Il vero rischio quando ci si inerpica per le strade dei remake è sempre inesorabilmente quello di ferire il cuore e deludere in modo irrimediabile chi con quel tale prodotto ci è cresciuto. Ora, a onor del vero, il tentativo Johannes Roberts è comunque lodevole. Il racconto riassume i due primi capitoli del videogioco compattandone gli eventi e, nella bella cornice livida della seconda metà degli anni ’90, il montaggio si alterna a ritmo serrato e costante, seguendo i protagonisti divisi a gruppetti che tentano di salvare il salvabile e di capire cosa diavolo stia accadendo, mentre sulla via abbattono non morti.

Ci sono anche degli attimi d’ilarità, sempre accompagnati da quelle chicche musicali pop che mescolano braccia che si staccano su note nostalgiche e irresistibili.

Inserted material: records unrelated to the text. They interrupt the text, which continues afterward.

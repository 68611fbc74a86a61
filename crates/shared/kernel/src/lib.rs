//! Kernel utilities shared across slices.
//! Keep this crate lightweight: config loading, the pure route-guard decision,
//! the shared [`server::state::ApiState`] and the uniform reply types.
//!
//! ## Config loading
//! ```rust,no_run
//! use fhub_kernel::config::load_config;
//! use fhub_kernel::domain::config::GatewayConfig;
//!
//! let cfg: GatewayConfig = load_config(Some("gateway")).unwrap();
//! ```
pub mod config;
pub mod security;
pub mod server;

pub use fhub_backend as backend;
pub use fhub_domain as domain;
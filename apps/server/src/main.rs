use anyhow::Context;
use fhub::domain::config::GatewayConfig;
use fhub::kernel::config::load_config;
use fhub_logger::{Logger, parse_level};
use fhub_server::Server;

#[fhub_runtime::main(high_performance)]
async fn main() -> anyhow::Result<()> {
    let cfg: GatewayConfig = load_config(Some("gateway")).context("Critical: Configuration is malformed")?;

    let logging = &cfg.logging;
    let mut logger =
        Logger::builder().name(env!("CARGO_PKG_NAME")).level(parse_level(&logging.level)?).json(logging.json);
    if let Some(filter) = &logging.filter {
        logger = logger.env_filter(filter.as_str());
    }
    if let Some(path) = &logging.path {
        logger = logger.path(path);
    }
    let _log = logger.init()?;

    Server::builder().config(cfg).build()?.run().await
}
use std::borrow::Cow;

/// Errors raised while installing the global subscriber.
#[fhub_derive::fhub_error]
pub enum LoggerError {
    #[error("Rolling file appender error{}: {source}", format_context(context))]
    Appender { source: tracing_appender::rolling::InitError, context: Option<Cow<'static, str>> },

    /// A global subscriber is already installed in this process.
    #[error("Tracing subscriber error{}: {source}", format_context(context))]
    Subscriber {
        source: tracing_subscriber::util::TryInitError,
        context: Option<Cow<'static, str>>,
    },

    #[error("Log directory error{}: {source}", format_context(context))]
    Io { source: std::io::Error, context: Option<Cow<'static, str>> },

    #[error("Invalid logger configuration{}: {message}", format_context(context))]
    InvalidConfiguration { message: Cow<'static, str>, context: Option<Cow<'static, str>> },

    #[error("Internal logger error{}: {message}", format_context(context))]
    Internal { message: Cow<'static, str>, context: Option<Cow<'static, str>> },
}
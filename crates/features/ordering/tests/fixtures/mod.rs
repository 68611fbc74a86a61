#![allow(dead_code)]

use axum::body::{Body, to_bytes};
use axum::extract::Path;
use axum::http::header::{CONTENT_TYPE, COOKIE, LOCATION};
use axum::http::{HeaderMap, Method, Request, StatusCode};
use axum::response::{IntoResponse, Response};
use axum::routing::{delete, get, post};
use axum::{Json, Router, middleware};
use fhub_identity::route_guard;
use fhub_kernel::backend::BackendClient;
use fhub_kernel::domain::config::GatewayConfig;
use fhub_kernel::domain::registry::InitializedSlice;
use fhub_kernel::server::state::ApiState;
use serde_json::{Value, json};
use std::net::SocketAddr;
use tokio::net::TcpListener;
use tower::ServiceExt;

pub const CUSTOMER: &str = "session=customer";
pub const PROVIDER: &str = "session=provider";

async fn get_session(headers: HeaderMap) -> Json<Value> {
    let raw = headers.get(COOKIE).and_then(|value| value.to_str().ok()).unwrap_or_default();
    let role = if raw.contains("customer") {
        "CUSTOMER"
    } else if raw.contains("provider") {
        "PROVIDER"
    } else {
        return Json(Value::Null);
    };
    Json(json!({ "user": { "id": "u-1", "role": role, "email": "c@foodhub.test", "name": "Cee" } }))
}

async fn menu_item(Path(id): Path<String>) -> Response {
    if id != "m1" {
        return (StatusCode::NOT_FOUND, Json(json!({ "message": "Menu item not found" }))).into_response();
    }
    Json(json!({
        "id": "m1",
        "restaurantId": "r1",
        "name": "Pho",
        "priceCents": 450,
        "isAvailable": true,
        "cuisine": "MEAT",
    }))
    .into_response()
}

fn order() -> Value {
    json!({
        "id": "o1",
        "status": "PENDING",
        "totalCents": 900,
        "createdAt": "2026-03-01T10:00:00Z",
        "customerId": "u-1",
        "restaurantId": "r1",
        "menuItemId": "m1",
    })
}

async fn checkout(Json(body): Json<Value>) -> Json<Value> {
    Json(json!({ "success": true, "message": "Order created", "data": { "id": "o1", "echo": body } }))
}

pub async fn spawn_stub() -> SocketAddr {
    let router = Router::new()
        .route("/api/auth/get-session", get(get_session))
        .route(
            "/api/cart",
            get(|| async {
                Json(json!({ "data": { "items": [{ "menuItemId": "m1", "quantity": 2 }, { "menuItemId": "gone" }] } }))
            }),
        )
        .route("/api/menu-items/{id}", get(menu_item))
        .route("/api/cart/item/{id}", delete(|| async { Json(json!({ "success": true })) }))
        .route(
            "/api/cart/clear",
            delete(|| async { (StatusCode::INTERNAL_SERVER_ERROR, Json(json!({}))) }),
        )
        .route("/api/orders/checkout", post(checkout))
        .route("/api/orders/me", get(|| async { Json(json!({ "data": [order()] })) }))
        .route(
            "/api/users/me",
            get(|| async { Json(json!({ "id": "u-1", "name": "Cee", "email": "c@foodhub.test", "role": "CUSTOMER" })) }),
        );

    let listener = TcpListener::bind("127.0.0.1:0").await.expect("bind stub");
    let addr = listener.local_addr().expect("stub addr");
    tokio::spawn(async move {
        let _ = axum::serve(listener, router).await;
    });
    addr
}

pub fn gateway(addr: SocketAddr) -> Router {
    let mut config = GatewayConfig::default();
    config.auth.url = format!("http://{addr}/api/auth");
    config.backend.url = format!("http://{addr}/api");

    let backend = BackendClient::builder()
        .base_url(config.backend.url.as_str())
        .build()
        .expect("backend client");
    let identity = fhub_identity::init(&config).expect("identity slice");
    let resolver = identity.resolver.clone();
    let state = ApiState::builder()
        .config(config)
        .backend(backend.clone())
        .register_slice(InitializedSlice::new(identity))
        .register_slice(fhub_ordering::init(&backend))
        .build()
        .expect("state");

    let (router, _api) = fhub_ordering::router().split_for_parts();
    router.layer(middleware::from_fn_with_state(resolver, route_guard)).with_state(state)
}

pub fn request(method: Method, path: &str, cookie: &str, body: Option<Value>) -> Request<Body> {
    let builder = Request::builder().method(method).uri(path).header(COOKIE, cookie);
    match body {
        Some(body) => builder
            .header(CONTENT_TYPE, "application/json")
            .body(Body::from(body.to_string()))
            .expect("request"),
        None => builder.body(Body::empty()).expect("request"),
    }
}

/// Status, `Location` header and JSON body (`null` when empty).
pub async fn send(router: &Router, request: Request<Body>) -> (StatusCode, Option<String>, Value) {
    let response = router.clone().oneshot(request).await.expect("router is infallible");
    let status = response.status();
    let location =
        response.headers().get(LOCATION).and_then(|value| value.to_str().ok()).map(str::to_owned);
    let bytes = to_bytes(response.into_body(), usize::MAX).await.expect("body");
    let body = if bytes.is_empty() { Value::Null } else { serde_json::from_slice(&bytes).expect("json") };
    (status, location, body)
}
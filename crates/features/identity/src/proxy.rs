//! Pass-through of `/api/auth/*` to the auth service.

use crate::Identity;
use axum::body::{Body, to_bytes};
use axum::extract::Request;
use axum::http::header::{ACCEPT, CONTENT_TYPE, COOKIE, LOCATION, ORIGIN, SET_COOKIE, USER_AGENT};
use axum::http::{HeaderName, StatusCode};
use axum::response::{IntoResponse, Response};
use fhub_kernel::domain::constants::GENERIC_FAILURE;
use fhub_kernel::server::extract::{Path, Slice};
use fhub_kernel::server::reply::ServiceError;
use tracing::warn;

const BODY_LIMIT: usize = 1024 * 1024;
const FORWARDED_REQUEST_HEADERS: [HeaderName; 5] = [ACCEPT, CONTENT_TYPE, COOKIE, ORIGIN, USER_AGENT];
const FORWARDED_RESPONSE_HEADERS: [HeaderName; 3] = [CONTENT_TYPE, LOCATION, SET_COOKIE];

pub(crate) async fn auth_proxy(
    Slice(identity): Slice<Identity>,
    Path(path): Path<String>,
    request: Request,
) -> Response {
    match forward(&identity, &path, request).await {
        Ok(response) => response,
        Err(error) => error.into_response(),
    }
}

async fn forward(identity: &Identity, path: &str, request: Request) -> Result<Response, ServiceError> {
    let (parts, body) = request.into_parts();

    let mut url = identity
        .proxy
        .url(path.split('/').filter(|segment| !segment.is_empty()))
        .map_err(|error| ServiceError::from_backend(&error, GENERIC_FAILURE))?;
    url.set_query(parts.uri.query());

    let body = to_bytes(body, BODY_LIMIT)
        .await
        .map_err(|_| ServiceError::new(StatusCode::PAYLOAD_TOO_LARGE, "Request body is too large"))?;

    let mut call = identity.proxy.request_url(parts.method, url);
    for name in FORWARDED_REQUEST_HEADERS {
        for value in parts.headers.get_all(&name).iter().filter_map(|value| value.to_str().ok()) {
            call = call.header(name.clone(), value);
        }
    }
    if !body.is_empty() {
        call = call.body(body);
    }

    let upstream = call.send().await.map_err(|error| ServiceError::from_backend(&error, GENERIC_FAILURE))?;

    let status = upstream.status();
    let headers = upstream.headers().clone();
    let bytes = upstream.bytes().await.map_err(|error| {
        warn!(%error, "Auth proxy could not read the upstream body");
        ServiceError::new(StatusCode::BAD_GATEWAY, GENERIC_FAILURE)
    })?;

    let mut response = Response::new(Body::from(bytes));
    *response.status_mut() = status;
    for name in FORWARDED_RESPONSE_HEADERS {
        for value in headers.get_all(&name) {
            response.headers_mut().append(name.clone(), value.clone());
        }
    }
    Ok(response)
}
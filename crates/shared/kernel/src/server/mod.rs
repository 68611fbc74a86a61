pub mod extract;
pub mod health;
pub mod reply;
pub mod router;
pub mod state;
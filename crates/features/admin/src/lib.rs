//! Admin feature slice: everything under `/admin-dashboard`.
//!
//! Read-mostly views over every user, restaurant and order, plus optimistic moderation of
//! user status and approval.

mod dashboard;
mod handlers;
mod service;

pub use crate::dashboard::{AdminDashboard, AdminStats, DayCount, daily_series, day_of};
pub use crate::service::AdminService;

use fhub_kernel::backend::BackendClient;
use fhub_kernel::domain::registry::InitializedSlice;
use fhub_kernel::server::state::ApiState;
use utoipa_axum::router::OpenApiRouter;
use utoipa_axum::routes;

/// Admin feature state
#[fhub_derive::fhub_slice]
pub struct Admin {
    pub service: AdminService,
}

pub fn init(backend: &BackendClient) -> InitializedSlice {
    tracing::info!("Admin slice initialized");
    InitializedSlice::new(Admin::new(AdminInner { service: AdminService::new(backend.clone()) }))
}

pub fn router() -> OpenApiRouter<ApiState> {
    OpenApiRouter::new()
        .routes(routes!(handlers::dashboard))
        .routes(routes!(handlers::profile))
        .routes(routes!(handlers::users))
        .routes(routes!(handlers::set_status))
        .routes(routes!(handlers::set_approval))
        .routes(routes!(handlers::orders))
}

Una nuova vita per un franchise esausto?

È dunque piacevolmente godibile Resident Evil: Welcome to Raccoon City. Scollandosi completamente dai lavori passati e mostrando ciò che davvero accadde in quella città fantasma infestata da mostri di varia natura, regala un’ora e quaranta tutto sommato appagante. Sarà quel clima del 1998, o il modo in cui Johannes Roberts mette in scena il punto di vista del giocatore in più di un momento, facendo calare lo spettatore proprio lì, dove evidentemente lui stesso è stato rapito dall’avventura di Resident Evil.

In tutti i casi è evidente che non sia l’opera che il fan purista vorrebbe fruire, ma è l’ideale per quelle serate sulle poltroncine di un cinema dove, di fronte a un bidone di popcorn, si narrano le gesta di un videogame che ha fatto la storia di milioni di (quasi) quarantenni di oggi.